I highly recommend listening to Chris Hedges interview with Roger Waters which was live streamed last night.
This is Not a Drill
Roger Waters, co-founder of the legendary rock group Pink Floyd, discusses the genocide in Gaza, the deterioration of the West and his new movie on this episode of The Chris Hedges Report.
This interview is also available on podcast platforms and Rumble.
Fame and fortune are often corrupting forces, ones that beget power and comfort. To stand with the afflicted requires sacrificing this privilege and few embody that sacrifice more profoundly than the legendary musician of Pink Floyd Roger Waters.
For years, through his music and political action, Waters has amplified the voices of the oppressed. He has championed WikiLeaks founder Julian Assange, defended attorney Steven Donziger, demanded the closure of Guantánamo Bay, has long stood against the apartheid state of Israel and now unwaveringly against the genocide of Palestinians.
Waters joins host Chris Hedges on this episode of The Chris Hedges Report to discuss his political activism, including his support for Palestine Action, a group criminalized by the British government for their protest against Israel.
The pair discuss how Waters’ art has documented his moral devotion against oppression over the years while also examining the political decay — fueled by greed and corruption — of the United States, the United Kingdom and other world powers.
Host: Chris Hedges
Producer:
Max Jones
Intro:
Diego Ramos
Crew:
Diego Ramos, Sofia Menemenlis and Thomas Hedges
Transcript:
Diego Ramos
Chris Hedges
There are very few artists or musicians who have stood as doggedly on the side of the oppressed as Roger Waters, the co-founder, bassist, singer, and songwriter for Pink Floyd.
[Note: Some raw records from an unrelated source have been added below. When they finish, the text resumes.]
//! Store-specific error types and conversions
//!
//! This module provides error types for asset store operations, including
//! connection errors, command errors, and data decoding errors.

use thiserror::Error;

/// Result type alias for store operations
pub type DbResult<T> = Result<T, DbError>;

/// Store-specific errors
#[derive(Debug, Error)]
pub enum DbError {
    /// Connection to the backing store failed
    #[error("Store connection error: {0}")]
    Connection(String),

    /// Store command failed
    #[error("Store command error: {0}")]
    Command(String),

    /// Asset not found
    #[error("Asset not found: {0}")]
    NotFound(String),

    /// Stored data could not be decoded into a record
    #[error("Invalid data format: {0}")]
    InvalidData(String),

    /// Configuration error
    #[error("Configuration error: {0}")]
    Configuration(String),

    /// Domain error from core crate
    #[error("Domain error: {0}")]
    Domain(#[from] stockpile_core::PoolError),
}

impl DbError {
    /// Check if this error is a not-found error
    pub fn is_not_found(&self) -> bool {
        matches!(self, DbError::NotFound(_))
    }

    /// Check if this is a transient error that could be retried
    pub fn is_transient(&self) -> bool {
        matches!(self, DbError::Connection(_) | DbError::Command(_))
    }
}

/// Convert Redis errors to our error type
impl From<redis::RedisError> for DbError {
    fn from(err: redis::RedisError) -> Self {
        if err.is_connection_dropped() || err.is_connection_refusal() || err.is_io_error() {
            DbError::Connection(err.to_string())
        } else if err.is_timeout() {
            DbError::Connection(format!("Timed out: {}", err))
        } else {
            DbError::Command(err.to_string())
        }
    }
}
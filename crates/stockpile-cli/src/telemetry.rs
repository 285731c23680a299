//! Telemetry configuration
//!
//! Structured logging for the CLI. Logs go to stderr so stdout only carries
//! command output (paths, stats) and stays scriptable.

use tracing_subscriber::{fmt, layer::SubscriberExt, util::SubscriberInitExt, EnvFilter};

/// Telemetry configuration
#[derive(Debug, Clone)]
pub struct TelemetryConfig {
    /// Log level or filter directive
    pub log_level: String,

    /// Whether to use JSON formatting
    pub json_format: bool,

    /// Whether to include target module
    pub include_target: bool,
}

impl Default for TelemetryConfig {
    fn default() -> Self {
        Self {
            log_level: "info".to_string(),
            json_format: false,
            include_target: true,
        }
    }
}

impl TelemetryConfig {
    /// Create a new telemetry config
    pub fn new() -> Self {
        Self::default()
    }

    /// Set log level
    pub fn with_log_level(mut self, level: impl Into<String>) -> Self {
        self.log_level = level.into();
        self
    }

    /// Enable JSON formatting
    pub fn with_json_format(mut self, enabled: bool) -> Self {
        self.json_format = enabled;
        self
    }

    /// Configure target module inclusion
    pub fn with_target(mut self, enabled: bool) -> Self {
        self.include_target = enabled;
        self
    }

    /// Filter built from `RUST_LOG`, falling back to the configured level
    fn env_filter(&self) -> EnvFilter {
        EnvFilter::try_from_default_env().unwrap_or_else(|_| EnvFilter::new(&self.log_level))
    }
}

/// Initialize telemetry with custom configuration
pub fn init_with_config(config: TelemetryConfig) {
    let env_filter = config.env_filter();

    if config.json_format {
        tracing_subscriber::registry()
            .with(env_filter)
            .with(
                fmt::layer()
                    .json()
                    .with_current_span(true)
                    .with_span_list(false)
                    .with_target(config.include_target)
                    .with_writer(std::io::stderr),
            )
            .init();
    } else {
        tracing_subscriber::registry()
            .with(env_filter)
            .with(
                fmt::layer()
                    .with_target(config.include_target)
                    .with_writer(std::io::stderr),
            )
            .init();
    }
}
He has been an outspoken defender of Palestinian rights and critic of the apartheid state of Israel long before the genocide. He was one of the principal signers of an open letter called, “Artists Against Apartheid” and supporter of the Boycott, Divestment and Sanctions (BDS) movement denouncing musicians who perform in Israel.
He called out the fabrications disseminated by Israel that Hamas carried out systematic sexual assaults on October 7th. He attacked Labour leader Keir Starmer for his backing of the genocide and headlined a concert for Palestine with Cat Stevens and the rapper Lowkey.
He came to the defense of the British punk rap band, Bob Vylan, who, at this year's Glastonbury Festival, led the chant of “Death, death to the IDF,” referring to the Israeli Defense Force. After the British government banned Palestine Action, labeling it a terrorist group in the UK under the Terrorism Act of 2000, and then arresting 100 people for expressing their support for the group, he posted a video to X in which he praised Palestine Action as “a great organization,” noting they were non-violent and “absolutely not terrorists in any way.”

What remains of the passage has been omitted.